Mounga on Leupin (2015)
Leupin, Alexandre. Proust en bref. Éditions Furor, 2015, pp. 144, ISBN 978-2-9700925-7-5
Leupin, Alexandre. Proust en bref. Éditions Furor, 2015, pp. 144, ISBN 978-2-9700925-7-5
Bauvarie Mounga, Université de Yaoundé I
Dans Proust en bref Alexandre Leupin revisite l’œuvre de Proust, notamment ses maximes, pour ressusciter la mémoire de Proust auprès de ceux qui l’ont lu, et faire découvrir cet écrivain à ceux qui ne le connaissent pas encore.
Leupin consacre la première des deux parties de son ouvrage aux égophanies de Proust. En d’autres termes, l’auteur présente l’œuvre de Proust comme une autobiographie à peine déguisée. De ce fait, l’un des thèmes principaux est l’évanouissement de tous les objets du désir, qui mène le narrateur à une déréliction absolue. Pour Leupin, l’égophanie proustienne ressemble à une intériorisation toujours plus intense, où le moi, poussé dans ses derniers retranchements par l’inadéquation du monde, des amis et des femmes, “devient platonicien et contemple détaché sa propre déliquescence en se livrant à la quête du ‘livre intérieur des signes inconnus’” (25). Dans ce sens, tout se dématérialise, la vérité devient contemplative. Les “moi” successifs de la narration, différant les uns des autres, confirment temporellement l’émiettement produit par le temps, ce qui rompt toute illusion d’uniformité et de continuité. Leupin montre que chez Proust, l’égophanie trouve sa limite dans la jouissance féminine et musicale, et par là, s’ouvre indéfiniment à l’Autre.
En outre, Leupin révèle que Lacan et Proust présentent une homologie, surtout en ce qui concerne “la jouissance de l’idiot,” qui pousse le sujet à la plus profonde des solitudes. Le narrateur de Proust répugne la relation des chairs, qui lui rappelle toujours l’impossibilité de la possession et de la pénétration de l’Autre, au-delà des corps. Selon Leupin, Proust a la phobie des corps, car leur matérialité est toujours une muraille insurmontable.

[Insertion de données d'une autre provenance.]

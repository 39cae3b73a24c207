use axum::Router;

use crate::routes::{accounts, categories, file_maps, files, health, transactions};
use crate::state::AppState;
use tower_http::cors::{AllowOrigin, CorsLayer};
use http::header::{AUTHORIZATION, CONTENT_TYPE, HeaderValue};
use http::Method;

pub fn create_app(state: AppState) -> Router {
    let cors = CorsLayer::new()
        .allow_origin(AllowOrigin::predicate(|origin: &HeaderValue, _| {
            origin.as_bytes().starts_with(b"http://localhost:")
                || origin.as_bytes().starts_with(b"http://127.0.0.1:")
        }))
        .allow_methods([Method::GET, Method::POST, Method::PUT, Method::DELETE, Method::OPTIONS])
        .allow_headers([CONTENT_TYPE, AUTHORIZATION]);
    Router::<AppState>::new()
        .nest("/health", health::router())
        .nest("/api", accounts::router())
        .nest("/api", file_maps::router())
        .nest("/api", files::router())
        .nest("/api", transactions::router())
        .nest("/api", categories::router())
        .with_state(state)
        .layer(cors)
}
use serde::{Deserialize, Serialize};
use sqlx::FromRow;
use uuid::Uuid;

/// Domain event types the bus routes. Kept as a newtype over `String` rather
/// than a closed enum so routing patterns (`file.*`) stay simple prefix
/// matches against the wire value.
#[derive(Debug, Clone, PartialEq, Eq, Serialize, Deserialize)]
pub struct EventType(pub String);

impl EventType {
    pub const FILE_UPLOADED: &'static str = "file.uploaded";
    pub const FILE_PROCESSED: &'static str = "file.processed";
    pub const FILE_FAILED: &'static str = "file.failed";
    pub const TRANSACTION_CREATED: &'static str = "transaction.created";
    pub const TRANSACTION_UPDATED: &'static str = "transaction.updated";
    pub const TRANSACTION_DELETED: &'static str = "transaction.deleted";
    pub const TRANSACTIONS_DELETED_BULK: &'static str = "transactions.deleted.bulk";
    pub const ACCOUNT_CREATED: &'static str = "account.created";
    pub const ACCOUNT_UPDATED: &'static str = "account.updated";
    pub const ACCOUNT_DELETED: &'static str = "account.deleted";
    pub const CATEGORY_APPLIED: &'static str = "category.applied";
}

impl std::fmt::Display for EventType {
    fn fmt(&self, f: &mut std::fmt::Formatter<'_>) -> std::fmt::Result {
        write!(f, "{}", self.0)
    }
}

/// The envelope published on the bus and persisted by the audit consumer.
#[derive(Debug, Clone, Serialize, Deserialize)]
pub struct Event {
    pub event_id: Uuid,
    pub event_type: String,
    pub user_id: Uuid,
    pub occurred_at: chrono::DateTime<chrono::Utc>,
    pub source: String,
    /// Used by the routing layer as a partition hint; per-entity ordering
    /// relies on the publisher stamping these monotonically for one entity.
    pub partition_key: String,
    pub data: serde_json::Value,
}

impl Event {
    pub fn new(
        event_type: impl Into<String>,
        user_id: Uuid,
        source: impl Into<String>,
        partition_key: impl Into<String>,
        data: serde_json::Value,
    ) -> Self {
        Self {
            event_id: Uuid::new_v4(),
            event_type: event_type.into(),
            user_id,
            occurred_at: chrono::Utc::now(),
            source: source.into(),
            partition_key: partition_key.into(),
            data,
        }
    }
}

/// The append-only audit record the audit consumer writes for every event.
#[derive(Debug, Clone, Serialize, Deserialize, FromRow)]
pub struct EventRecord {
    pub event_id: Uuid,
    pub event_type: String,
    pub user_id: Uuid,
    pub occurred_at: chrono::DateTime<chrono::Utc>,
    pub source: String,
    pub detail_hash: Vec<u8>,
    pub payload: serde_json::Value,
}

impl EventRecord {
    pub fn from_event(event: &Event) -> Self {
        use sha2::{Digest, Sha256};
        let mut hasher = Sha256::new();
        hasher.update(event.event_type.as_bytes());
        hasher.update(event.user_id.as_bytes());
        hasher.update(event.data.to_string().as_bytes());
        Self {
            event_id: event.event_id,
            event_type: event.event_type.clone(),
            user_id: event.user_id,
            occurred_at: event.occurred_at,
            source: event.source.clone(),
            detail_hash: hasher.finalize().to_vec(),
            payload: event.data.clone(),
        }
    }
}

La deuxième partie de l’ouvrage est composée des maximes de Proust. Leupin s’est attelé à regrouper les maximes les plus marquantes; il les a classées par ordre alphabétique en les répartissant selon des thèmes très variés. Ces thèmes vont d’aberration à yeux, en passant par plaire, sacrifice, vieillesse. L’auteur souligne que Proust aimait beaucoup recourir aux maximes. Il veut inlassablement “extraire une loi générale du singulier ou du particulier, de ce qui n’appartient qu’à un seul ou un groupe social” (31).
Ce qu’on remarque d’emblée en parcourant les maximes de Proust, c’est qu’elles concernent différents domaines de la vie. Le romancier français se présente comme un véritable penseur atemporel dans la mesure où les maximes qu’il énonce continuent d’être d’actualité. C’est dans le même ordre d’idées que Leupin déclare que nul n’a médité avec plus d’attention sur les péripéties de la vie: “peu d’écrivains ont formulé avec autant d’à-propos et de lucidité une sagesse et une morale qui trouve aujourd’hui encore sa pertinence, pour le temps où le Moi judéo-chrétien survit à sa progressive abolition” (33). À travers ses maximes, Proust invite le lecteur à se découvrir, à se faire une idée de l’existence, à mieux s’armer pour affronter la vie. Cela peut être résumé dans la maxime suivante: “on ne reçoit pas la sagesse, il faut la découvrir soi-même après un trajet que personne ne peut faire pour nous, ne peut nous épargner, car elle est un point de vue sur les choses” (À l’ombre des jeunes filles en fleurs, 427).
Cet ouvrage d’Alexandre Leupin est intéressant dans la mesure où il est un abrégé de l’œuvre de l’un des plus grands écrivains français. Il nous permet de mieux comprendre l’œuvre, la personnalité et la pensée du romancier. Le livre de Leupin est également salutaire parce qu’il permet au lecteur de parcourir les judicieuses maximes de Proust. Et comme le dit Leupin, c’est un moyen pour lui “d’encourager quelque lecteur, non seulement à se lancer dans la lecture de La Recherche, mais aussi à chausser les multiples optiques proustiennes pour voir les richesses de sa propre vie” (36). Cet ouvrage est destiné aux étudiants et chercheurs en littérature.